A senior figure in Israel’s investment industry has spoken out against the law to limit executive salaries, passed last week by the Knesset Finance Committee, criticizing it as hasty, riddled with loopholes and ultimately harmful to the economy.

In an op-ed in the financial daily Globes on Tuesday, Zvi Stepak, the chairman of Meitav Investment House and an expert on capital markets, condemned the politicians for being in too much of a hurry to intervene, and thereby to win public approval. He argued that imposing a ceiling of 2.5 million shekels, or no more than 35 times the lowest-paid worker in the enterprise, was not the right way to go about correcting the problem.

Stepak himself has been a tough critic of the executive culture which has “lost any sense of shame” in grabbing huge compensation packages. And he warns that, if allowed to continue unmoderated, the top-tier salaries “will fuel such public anger that senior managers will find themselves living behind concrete and steel walls with a private police force and bodyguards to protect them, or under a less ominous scenario, they will bring upon themselves legislation.”

But the proposed salary cap is a mistake, he says. It was drawn up so hastily that the executives’ lawyers will easily exploit the loopholes in the draft law, rendering it largely ineffective.

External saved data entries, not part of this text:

//! JSON documents kept in the user's data directory.

use anyhow::{Context, Result};
use serde::{Serialize, de::DeserializeOwned};
use std::{fs, io, path::Path};

/// Reads `path`, or returns the default value when the file does not exist yet.
pub fn load_or_default<T>(path: &Path) -> Result<T>
where
    T: DeserializeOwned + Default,
{
    let data = match fs::read_to_string(path) {
        Ok(data) => data,
        Err(err) if err.kind() == io::ErrorKind::NotFound => return Ok(T::default()),
        Err(err) => {
            return Err(err).with_context(|| format!("failed to read {}", path.display()));
        }
    };
    serde_json::from_str(&data).with_context(|| format!("failed to parse {}", path.display()))
}

/// Writes `value` next to `path` and renames it into place, creating parent
/// directories as needed.
pub fn save<T: Serialize>(path: &Path, value: &T) -> Result<()> {
    if let Some(parent) = path.parent() {
        fs::create_dir_all(parent)
            .with_context(|| format!("failed to create directory {}", parent.display()))?;
    }
    let staged = path.with_extension("json.tmp");
    fs::write(&staged, serde_json::to_string_pretty(value)?)
        .with_context(|| format!("failed to write {}", staged.display()))?;
    fs::rename(&staged, path).with_context(|| format!("failed to replace {}", path.display()))
}

#[cfg(test)]
mod tests {
    use super::*;
    use std::collections::BTreeMap;

    #[test]
    fn missing_file_reads_as_default_and_saves_in_place() {
        let dir = tempfile::tempdir().unwrap();
        let path = dir.path().join("nested").join("state.json");

        let empty: BTreeMap<String, u32> = load_or_default(&path).unwrap();
        assert!(empty.is_empty());

        let value = BTreeMap::from([(String::from("seen"), 3)]);
        save(&path, &value).unwrap();
        assert_eq!(load_or_default::<BTreeMap<String, u32>>(&path).unwrap(), value);
        assert!(!path.with_extension("json.tmp").exists());
    }

    #[test]
    fn corrupt_file_is_an_error() {
        let dir = tempfile::tempdir().unwrap();
        let path = dir.path().join("state.json");
        fs::write(&path, "{").unwrap();
        assert!(load_or_default::<BTreeMap<String, u32>>(&path).is_err());
    }
}
async fn browse(site: Site, settings: &Settings) -> Result<()> {
    let path = preferences_path(settings.data_dir.as_deref())?;
    let mut preferences = Preferences::load(&path)?;
    let mut filter = preferences.filter_for(&PageQuery::default(), "");

    let tracks = [Track::Dubbed, Track::Sub];
    let labels: Vec<&str> = tracks.iter().map(|t| t.label()).collect();
    let default_track = tracks.iter().position(|t| *t == filter.track).unwrap_or(0);
    let Some(idx) = Select::with_theme(&theme())
        .with_prompt("Track")
        .items(&labels)
        .default(default_track)
        .interact_opt()?
    else {
        println!("Cancelled.");
        return Ok(());
    };
    filter.track = tracks[idx];

    if filter.track == Track::Sub {
        let labels: Vec<&str> = Language::ALL.iter().map(|l| l.label()).collect();
        let default_lang = Language::ALL
            .iter()
            .position(|l| l.as_str() == filter.language)
            .unwrap_or(0);
        let Some(idx) = Select::with_theme(&theme())
            .with_prompt("Subtitle language")
            .items(&labels)
            .default(default_lang)
            .interact_opt()?
        else {
            println!("Cancelled.");
            return Ok(());
        };
        filter.language = Language::ALL[idx].as_str().to_string();
    }
    preferences.remember(&filter);
    preferences.save(&path)?;

    let catalogue = match Catalogue::load(&site).await {
        Ok(catalogue) => catalogue,
        Err(err) => {
            render_diagnostic(&PageError::CatalogueUnavailable(err));
            return Ok(());
        }
    };
    let listing: Vec<(String, String)> = catalogue
        .listing(&filter)
        .into_iter()
        .map(|s| (s.slug.clone(), s.title.clone()))
        .collect();
    if listing.is_empty() {
        bail!("No series for this track and language.");
    }
    let titles: Vec<&str> = listing.iter().map(|(_, title)| title.as_str()).collect();
    let Some(idx) = FuzzySelect::with_theme(&theme())
        .with_prompt("Select a series (Esc to cancel)")
        .items(&titles)
        .default(0)
        .interact_opt()?
    else {
        println!("Cancelled.");
        return Ok(());
    };
    let slug = listing[idx].0.clone();

    let mut controller = controller(site, settings).await;
    let query = PageQuery {
        series: Some(slug),
        lang: (filter.track == Track::Sub).then(|| filter.language.clone()),
        ..PageQuery::default()
    };
    let page = match controller.open_series(&query).await {
        Ok(page) => page,
        Err(err) => {
            render_diagnostic(&err);
            return Ok(());
        }
    };
    println!("{}", page.header.title);

    let mut season = page.season;
    if page.header.seasons.len() > 1 {
        let Some(idx) = Select::with_theme(&theme())
            .with_prompt("Season")
            .items(&page.header.seasons)
            .default(0)
            .interact_opt()?
        else {
            println!("Cancelled.");
            return Ok(());
        };
        if page.header.seasons[idx] != "1" {
            season = controller.switch_season(&page.header.seasons[idx]).await;
        }
    }

    if matches!(&season, Ok(view) if view.show_source_selector) {
        let Some(idx) = Select::with_theme(&theme())
            .with_prompt("Source")
            .items(&["Source 1", "Source 2"])
            .default(0)
            .interact_opt()?
        else {
            println!("Cancelled.");
            return Ok(());
        };
        if idx == 1 {
            println!("Loading Source 2...");
            season = controller.switch_source(2).await;
        }
    }

    let season = match season {
        Ok(season) => season,
        Err(err) => {
            render_diagnostic(&err);
            return Ok(());
        }
    };
    if season.cards.is_empty() {
        println!("No episodes yet.");
        return Ok(());
    }

    let labels: Vec<String> = season
        .cards
        .iter()
        .map(|card| format!("Ep {} \u{00b7} {}", card.number, card.title))
        .collect();
    let mut default_idx = 0;
    loop {
        let Some(idx) = Select::with_theme(&theme())
            .with_prompt("Episode (Enter to open, Esc to quit)")
            .items(&labels)
            .default(default_idx)
            .interact_opt()?
        else {
            println!("Exiting.");
            return Ok(());
        };
        default_idx = (idx + 1).min(labels.len() - 1);

        match controller.click(&season.cards[idx].link) {
            ClickTarget::Shortlink(url) => launch(&url, None).await?,
            ClickTarget::EpisodePage(href) => {
                let url = parse_page_url(&href)?;
                show_episode(&mut controller, &PageQuery::from_url(&url), true, settings).await?;
            }
        }
    }
}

Worse, it represents “unprecedented interference in labor relations… There is no country in the world that has imposed limits on compensation, certainly not such draconian limits… In other words, it is by no means certain that this bill will pass the test of the High Court.”

Moreover, it will damage the country’s reputation internationally. “As is well known, Israel is not ranked highly in comparison with other countries as a place to do business. This extreme and targeted interference in the compensation of senior company officers ensures that it will slide further towards the bottom of the rankings… The damage, however, is not just to the country’s image, but consists of real and tangible economic damage resulting from companies thinking twice and more before doing business with Israel.”

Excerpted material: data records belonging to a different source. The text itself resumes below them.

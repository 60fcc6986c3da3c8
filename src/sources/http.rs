use reqwest::{Client, header};
use std::time::Duration;
use url::Url;

use super::{FetchResponse, SiteSource, SourceError, clean_relative};

pub const USER_AGENT: &str = "Mozilla/5.0 (X11; Linux x86_64) AppleWebKit/537.36 (KHTML, like Gecko) Chrome/121.0 Safari/537.36";
const DEFAULT_TIMEOUT: Duration = Duration::from_secs(15);

/// Cache-bust parameter appended to every request.
pub const CACHE_BUST_PARAM: &str = "v";

/// A static site served over HTTP.
///
/// Every request carries a `v` query parameter and `no-cache` headers so that
/// intermediaries never hand back a stale manifest. With no fixed token, each
/// request gets a fresh random nonce.
#[derive(Debug)]
pub struct HttpSource {
    client: Client,
    base: Url,
    cache_token: Option<String>,
}

impl HttpSource {
    pub fn new(base: &str) -> Result<Self, SourceError> {
        Self::builder(base).build()
    }

    pub fn builder(base: &str) -> HttpSourceBuilder {
        HttpSourceBuilder {
            base: base.to_string(),
            cache_token: None,
            timeout: DEFAULT_TIMEOUT,
            user_agent: USER_AGENT.to_string(),
        }
    }

    pub fn base(&self) -> &Url {
        &self.base
    }

    /// Replaces the configured cache-bust token, e.g. with a page's `v` value.
    pub fn with_cache_token(mut self, token: &str) -> Self {
        let token = token.trim();
        if !token.is_empty() {
            self.cache_token = Some(token.to_string());
        }
        self
    }

    /// Absolute URL for `path`, including the cache-bust parameter.
    pub fn url_for(&self, path: &str) -> Result<Url, SourceError> {
        let relative = clean_relative(path)?;
        let mut url = self.base.join(relative)?;
        let token = self
            .cache_token
            .clone()
            .unwrap_or_else(|| format!("{:016x}", rand::random::<u64>()));
        url.query_pairs_mut().append_pair(CACHE_BUST_PARAM, &token);
        Ok(url)
    }
}

impl SiteSource for HttpSource {
    async fn fetch(&self, path: &str) -> Result<FetchResponse, SourceError> {
        let url = self.url_for(path)?;
        tracing::trace!(%url, "fetching");
        let response = self
            .client
            .get(url)
            .header(header::CACHE_CONTROL, "no-cache")
            .header(header::PRAGMA, "no-cache")
            .header(header::ACCEPT, "application/json")
            .send()
            .await?;
        let status = response.status().as_u16();
        let body = response.text().await?;
        Ok(FetchResponse { status, body })
    }
}

pub struct HttpSourceBuilder {
    base: String,
    cache_token: Option<String>,
    timeout: Duration,
    user_agent: String,
}

impl HttpSourceBuilder {
    pub fn cache_token(mut self, token: Option<String>) -> Self {
        self.cache_token = token.filter(|t| !t.trim().is_empty());
        self
    }

    pub fn timeout(mut self, timeout: Duration) -> Self {
        self.timeout = timeout;
        self
    }

    pub fn user_agent(mut self, user_agent: impl Into<String>) -> Self {
        self.user_agent = user_agent.into();
        self
    }

    pub fn build(self) -> Result<HttpSource, SourceError> {
        let mut base = Url::parse(self.base.trim())?;
        if !base.path().ends_with('/') {
            let path = format!("{}/", base.path());
            base.set_path(&path);
        }
        let client = Client::builder()
            .user_agent(self.user_agent)
            .timeout(self.timeout)
            .build()?;
        Ok(HttpSource {
            client,
            base,
            cache_token: self.cache_token,
        })
    }
}
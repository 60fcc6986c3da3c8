use std::fmt;
use thiserror::Error;

use crate::types::Language;

/// Errors raised while building an [`EpisodeManifestRequest`].
#[derive(Debug, Error, PartialEq, Eq)]
pub enum RequestError {
    #[error("series slug must not be empty")]
    EmptySlug,
    #[error("season '{0}' is not a positive integer")]
    InvalidSeason(String),
    #[error("source '{0}' is not a positive integer")]
    InvalidSource(String),
}

/// What to resolve: one season of one series, optionally narrowed by language
/// and alternate source.
#[derive(Debug, Clone, PartialEq, Eq)]
pub struct EpisodeManifestRequest {
    slug: String,
    season: u32,
    language: Option<Language>,
    source: u8,
}

impl EpisodeManifestRequest {
    pub fn new(slug: impl Into<String>, season: u32) -> Result<Self, RequestError> {
        let slug = slug.into().trim().to_string();
        if slug.is_empty() {
            return Err(RequestError::EmptySlug);
        }
        if season == 0 {
            return Err(RequestError::InvalidSeason(season.to_string()));
        }
        Ok(Self {
            slug,
            season,
            language: None,
            source: 1,
        })
    }

    /// Builds a request from raw query-string values.
    pub fn from_params(
        slug: &str,
        season: &str,
        language: Option<Language>,
        source: Option<&str>,
    ) -> Result<Self, RequestError> {
        let season = parse_positive(season).ok_or_else(|| RequestError::InvalidSeason(season.to_string()))?;
        let mut request = Self::new(slug, season)?.with_language(language);
        if let Some(raw) = source {
            let source = parse_positive(raw)
                .and_then(|n| u8::try_from(n).ok())
                .ok_or_else(|| RequestError::InvalidSource(raw.to_string()))?;
            request = request.with_source(source);
        }
        Ok(request)
    }

    pub fn with_language(mut self, language: Option<Language>) -> Self {
        self.language = language;
        self
    }

    /// Values below 1 clamp to the default source.
    pub fn with_source(mut self, source: u8) -> Self {
        self.source = source.max(1);
        self
    }

    pub fn slug(&self) -> &str {
        &self.slug
    }

    pub fn season(&self) -> u32 {
        self.season
    }

    pub fn language(&self) -> Option<Language> {
        self.language
    }

    pub fn source(&self) -> u8 {
        self.source
    }
}

impl fmt::Display for EpisodeManifestRequest {
    fn fmt(&self, f: &mut fmt::Formatter<'_>) -> fmt::Result {
        write!(f, "{} season {}", self.slug, self.season)?;
        if let Some(language) = self.language {
            write!(f, " [{language}]")?;
        }
        if self.source != 1 {
            write!(f, " source {}", self.source)?;
        }
        Ok(())
    }
}

fn parse_positive(raw: &str) -> Option<u32> {
    raw.trim().parse::<u32>().ok().filter(|n| *n > 0)
}

#[cfg(test)]
mod tests {
    use super::*;

    #[test]
    fn rejects_empty_slug_and_zero_season() {
        assert_eq!(EpisodeManifestRequest::new("  ", 1), Err(RequestError::EmptySlug));
        assert!(matches!(
            EpisodeManifestRequest::new("foo", 0),
            Err(RequestError::InvalidSeason(_))
        ));
    }

    #[test]
    fn parses_query_values() {
        let request =
            EpisodeManifestRequest::from_params("foo", "2", Some(Language::Hi), Some("2")).unwrap();
        assert_eq!(request.slug(), "foo");
        assert_eq!(request.season(), 2);
        assert_eq!(request.language(), Some(Language::Hi));
        assert_eq!(request.source(), 2);

        let request = EpisodeManifestRequest::from_params("foo", " 3 ", None, None).unwrap();
        assert_eq!(request.source(), 1);

        assert!(matches!(
            EpisodeManifestRequest::from_params("foo", "abc", None, None),
            Err(RequestError::InvalidSeason(_))
        ));
        assert!(matches!(
            EpisodeManifestRequest::from_params("foo", "1", None, Some("x")),
            Err(RequestError::InvalidSource(_))
        ));
    }
}
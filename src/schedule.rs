use chrono::{DateTime, Utc};

use crate::sources::{LoadError, SiteSource, fetch_json};
use crate::types::{ScheduleEntry, parse_timestamp};

/// The site publishes its schedule under this (misspelled) name.
pub const SCHEDULE_PATH: &str = "shedule.json";

pub async fn load_schedule<S: SiteSource>(source: &S) -> Result<Vec<ScheduleEntry>, LoadError> {
    fetch_json(source, SCHEDULE_PATH).await
}

/// State of an entry's countdown at a given instant.
#[derive(Debug, Clone, Copy, PartialEq, Eq)]
pub enum Countdown {
    Upcoming { hours: i64, minutes: i64, seconds: i64 },
    NowPlaying,
}

impl Countdown {
    pub fn at(target: DateTime<Utc>, now: DateTime<Utc>) -> Self {
        let remaining = (target - now).num_seconds();
        if remaining <= 0 {
            return Countdown::NowPlaying;
        }
        Countdown::Upcoming {
            hours: remaining / 3600,
            minutes: (remaining % 3600) / 60,
            seconds: remaining % 60,
        }
    }

    pub fn label(&self) -> String {
        match self {
            Countdown::Upcoming {
                hours,
                minutes,
                seconds,
            } => format!("Starts in {hours}h {minutes}m {seconds}s"),
            Countdown::NowPlaying => String::from("Now Playing"),
        }
    }
}

impl ScheduleEntry {
    /// `None` when the entry has no countdown or it does not parse.
    pub fn countdown_at(&self, now: DateTime<Utc>) -> Option<Countdown> {
        let target = parse_timestamp(self.countdown.as_deref()?)?;
        Some(Countdown::at(target, now))
    }

    /// Compact "day • time • type" line.
    pub fn when_line(&self) -> String {
        [self.day.as_deref(), self.time.as_deref(), self.kind.as_deref()]
            .into_iter()
            .flatten()
            .filter(|part| !part.trim().is_empty())
            .collect::<Vec<_>>()
            .join(" \u{2022} ")
    }
}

It would be better, Stepak advises, to allow time for the recently-enacted Amendment 20 — which gives minority shareholders a greater say in managerial salaries — to take effect.

“We are already seeing a substantial decline in the compensation of most senior executives, and I believe that this trend will continue. This belief is supported by research on the matter carried out by the Israel Securities Authority,” writes Stepak.

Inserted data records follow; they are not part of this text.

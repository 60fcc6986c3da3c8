//! Page controller: turns page queries into view models.
//!
//! The controller owns the only mutable view state. Renderers get read-only
//! snapshots. Each season load is stamped with a [`Ticket`]; a result is applied
//! only while its ticket is the newest one issued.

use crate::catalogue::Catalogue;
use crate::error::PageError;
use crate::flags::{Banner, ClickTarget};
use crate::query::{EpisodeLink, PageQuery, series_href};
use crate::request::EpisodeManifestRequest;
use crate::resolver::{ManifestResolver, Resolution, ResolutionFailure};
use crate::sources::SiteSource;
use crate::types::{EpisodeRecord, FeatureFlags, Language, SeriesMeta, find_episode, non_empty};

pub const DEFAULT_THUMB: &str = "default-thumb.jpg";

/// Sequence token of one season load.
#[derive(Debug, Clone, Copy, PartialEq, Eq, PartialOrd, Ord)]
pub struct Ticket(u64);

/// Whether a finished load made it into the view state.
#[derive(Debug, Clone, Copy, PartialEq, Eq)]
pub enum Applied {
    Current,
    Stale,
}

/// Series and language the page is showing.
#[derive(Debug, Clone, PartialEq)]
pub struct SeriesContext {
    pub slug: String,
    pub language: Option<Language>,
    pub meta: Option<SeriesMeta>,
}

/// Last applied season load.
#[derive(Debug, Clone, PartialEq)]
pub struct LoadedSeason {
    pub request: EpisodeManifestRequest,
    pub outcome: Result<Resolution, ResolutionFailure>,
}

#[derive(Debug, Clone, Default, PartialEq)]
pub struct ViewState {
    pub series: Option<SeriesContext>,
    pub season: Option<LoadedSeason>,
    pub loading: Option<Ticket>,
}

impl ViewState {
    pub fn is_loading(&self) -> bool {
        self.loading.is_some()
    }

    /// Episodes of the last successfully applied season.
    pub fn episodes(&self) -> &[EpisodeRecord] {
        match &self.season {
            Some(LoadedSeason {
                outcome: Ok(resolution),
                ..
            }) => &resolution.episodes,
            _ => &[],
        }
    }
}

#[derive(Debug, Clone, PartialEq)]
pub struct SeriesHeader {
    pub slug: String,
    pub title: String,
    pub poster: String,
    pub description: String,
    pub seasons: Vec<String>,
}

#[derive(Debug, Clone, PartialEq)]
pub struct EpisodeCard {
    pub number: String,
    pub title: String,
    pub thumb: String,
    pub link: EpisodeLink,
}

#[derive(Debug, Clone, PartialEq)]
pub struct SeasonView {
    pub season: String,
    pub source: u8,
    pub show_source_selector: bool,
    pub manifest: String,
    pub cards: Vec<EpisodeCard>,
}

/// Series page: the header always renders; the season area may hold a diagnostic.
#[derive(Debug)]
pub struct SeriesPage {
    pub header: SeriesHeader,
    pub season: Result<SeasonView, PageError>,
}

/// Third server: a direct link wins over embed markup.
#[derive(Debug, Clone, PartialEq, Eq)]
pub enum ThirdServer {
    Url(String),
    Embed(String),
}

#[derive(Debug, Clone, PartialEq)]
pub struct EpisodeView {
    pub series_title: String,
    pub title: String,
    pub episode: String,
    pub players: Vec<String>,
    pub third_server: Option<ThirdServer>,
    pub downloads: Vec<String>,
    pub back_href: String,
    pub banner: Option<Banner>,
    pub manifest: String,
}

pub struct PageController<S> {
    resolver: ManifestResolver<S>,
    flags: FeatureFlags,
    state: ViewState,
    issued: u64,
}

impl<S: SiteSource> PageController<S> {
    pub fn new(resolver: ManifestResolver<S>, flags: FeatureFlags) -> Self {
        Self {
            resolver,
            flags,
            state: ViewState::default(),
            issued: 0,
        }
    }

    pub fn state(&self) -> &ViewState {
        &self.state
    }

    pub fn flags(&self) -> FeatureFlags {
        self.flags
    }

    pub fn resolver(&self) -> &ManifestResolver<S> {
        &self.resolver
    }

    /// Starts a load and marks the page busy.
    pub fn issue(&mut self) -> Ticket {
        self.issued += 1;
        let ticket = Ticket(self.issued);
        self.state.loading = Some(ticket);
        ticket
    }

    /// Applies a finished load unless a newer one was issued meanwhile.
    pub fn apply(
        &mut self,
        ticket: Ticket,
        request: EpisodeManifestRequest,
        outcome: Result<Resolution, ResolutionFailure>,
    ) -> Applied {
        if ticket != Ticket(self.issued) {
            tracing::debug!(?ticket, latest = self.issued, %request, "discarding stale season load");
            return Applied::Stale;
        }
        self.state.loading = None;
        self.state.season = Some(LoadedSeason { request, outcome });
        Applied::Current
    }

    /// Loads the series page: catalogue entry plus the requested season.
    pub async fn open_series(&mut self, query: &PageQuery) -> Result<SeriesPage, PageError> {
        let slug = query.series.clone().ok_or(PageError::NotFound("series"))?;
        let catalogue = Catalogue::load(self.resolver.source())
            .await
            .map_err(PageError::CatalogueUnavailable)?;
        let meta = catalogue
            .find(&slug)
            .cloned()
            .ok_or_else(|| PageError::SeriesNotInCatalogue(slug.clone()))?;

        let header = SeriesHeader {
            slug: slug.clone(),
            title: meta.title.clone(),
            poster: meta.poster.clone(),
            description: meta.description().to_string(),
            seasons: meta.seasons(),
        };
        self.state.series = Some(SeriesContext {
            slug: slug.clone(),
            language: query.language(),
            meta: Some(meta),
        });

        let season = match EpisodeManifestRequest::from_params(
            &slug,
            query.season(),
            query.language(),
            query.source.as_deref(),
        ) {
            Ok(request) => self.load_season(request).await,
            Err(err) => Err(err.into()),
        };
        Ok(SeriesPage { header, season })
    }

    /// Switches the open series to another season, resetting the source.
    pub async fn switch_season(&mut self, season: &str) -> Result<SeasonView, PageError> {
        let context = self.state.series.clone().ok_or(PageError::NotFound("series"))?;
        let request =
            EpisodeManifestRequest::from_params(&context.slug, season, context.language, None)?;
        self.load_season(request).await
    }

    /// Reloads the current season from another source.
    pub async fn switch_source(&mut self, source: u8) -> Result<SeasonView, PageError> {
        let current = self
            .state
            .season
            .as_ref()
            .map(|loaded| loaded.request.clone())
            .ok_or(PageError::NotFound("season"))?;
        if !self
            .resolver
            .policy()
            .has_source_variants(current.slug(), current.season())
        {
            tracing::warn!(%current, "series has no alternate sources for this season");
        }
        self.load_season(current.with_source(source)).await
    }

    pub async fn load_season(
        &mut self,
        request: EpisodeManifestRequest,
    ) -> Result<SeasonView, PageError> {
        let ticket = self.issue();
        let outcome = self.resolver.resolve(&request).await;
        self.apply(ticket, request.clone(), outcome.clone());
        let resolution = outcome?;
        Ok(self.season_view(&request, &resolution))
    }

    fn season_view(&self, request: &EpisodeManifestRequest, resolution: &Resolution) -> SeasonView {
        let season = request.season().to_string();
        let has_variants = self
            .resolver
            .policy()
            .has_source_variants(request.slug(), request.season());
        let source_param = (has_variants && request.source() != 1).then_some(request.source());

        let cards = resolution
            .episodes
            .iter()
            .map(|record| EpisodeCard {
                number: record.ep.clone(),
                title: record.display_title(),
                thumb: non_empty(record.thumb.as_deref())
                    .unwrap_or(DEFAULT_THUMB)
                    .to_string(),
                link: EpisodeLink {
                    series: request.slug().to_string(),
                    season: season.clone(),
                    episode: record.ep.clone(),
                    lang: request.language().map(|l| l.as_str().to_string()),
                    source: source_param,
                },
            })
            .collect();

        SeasonView {
            season,
            source: request.source(),
            show_source_selector: has_variants,
            manifest: resolution.manifest_path().to_string(),
            cards,
        }
    }

    /// Where a click on an episode card leads.
    pub fn click(&self, link: &EpisodeLink) -> ClickTarget {
        self.flags.dispatch(link, self.state.episodes())
    }

    /// Loads the episode page. The catalogue only supplies the series title
    /// here, so its failure is not fatal.
    pub async fn open_episode(&mut self, query: &PageQuery) -> Result<EpisodeView, PageError> {
        let slug = query.series.clone().ok_or(PageError::NotFound("series"))?;
        let episode = query.ep.clone().ok_or(PageError::NotFound("ep"))?;
        let request = EpisodeManifestRequest::from_params(
            &slug,
            query.season(),
            query.language(),
            query.source.as_deref(),
        )?;

        let meta = match Catalogue::load(self.resolver.source()).await {
            Ok(catalogue) => catalogue.find(&slug).cloned(),
            Err(err) => {
                tracing::warn!(error = %err, "catalogue unavailable, using slug as title");
                None
            }
        };
        self.state.series = Some(SeriesContext {
            slug: slug.clone(),
            language: request.language(),
            meta: meta.clone(),
        });

        let ticket = self.issue();
        let outcome = self.resolver.resolve(&request).await;
        self.apply(ticket, request.clone(), outcome.clone());
        let resolution = outcome?;

        let record = find_episode(&resolution.episodes, &episode).ok_or_else(|| {
            PageError::EpisodeNotInManifest {
                episode: episode.clone(),
                manifest: resolution.manifest_path().to_string(),
            }
        })?;

        let series_title = meta
            .as_ref()
            .map(|m| m.title.clone())
            .filter(|t| !t.is_empty())
            .unwrap_or_else(|| slug.replace('-', " ").to_uppercase());
        let third_server = non_empty(record.watch3.as_deref())
            .map(|url| ThirdServer::Url(url.to_string()))
            .or_else(|| {
                non_empty(record.embed3.as_deref()).map(|markup| ThirdServer::Embed(markup.to_string()))
            });

        Ok(EpisodeView {
            series_title,
            title: record.display_title(),
            episode: record.ep.clone(),
            players: record.players().into_iter().map(str::to_string).collect(),
            third_server,
            downloads: record.downloads().into_iter().map(str::to_string).collect(),
            back_href: series_href(&slug, Some(&request.season().to_string())),
            banner: self.flags.banner(),
            manifest: resolution.manifest_path().to_string(),
        })
    }
}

What about Meitav Investment chairman Stepak’s own salary?

“I come to this subject with clean hands. To the best of my knowledge, Meitav was the only firm on Israel’s capital market that imposed on itself a cap on senior managers’ compensation relative to the lowest-paid 10 percent of its workforce, and that after its top executives’ compensation was approved by the shareholders meeting under Amendment 20.”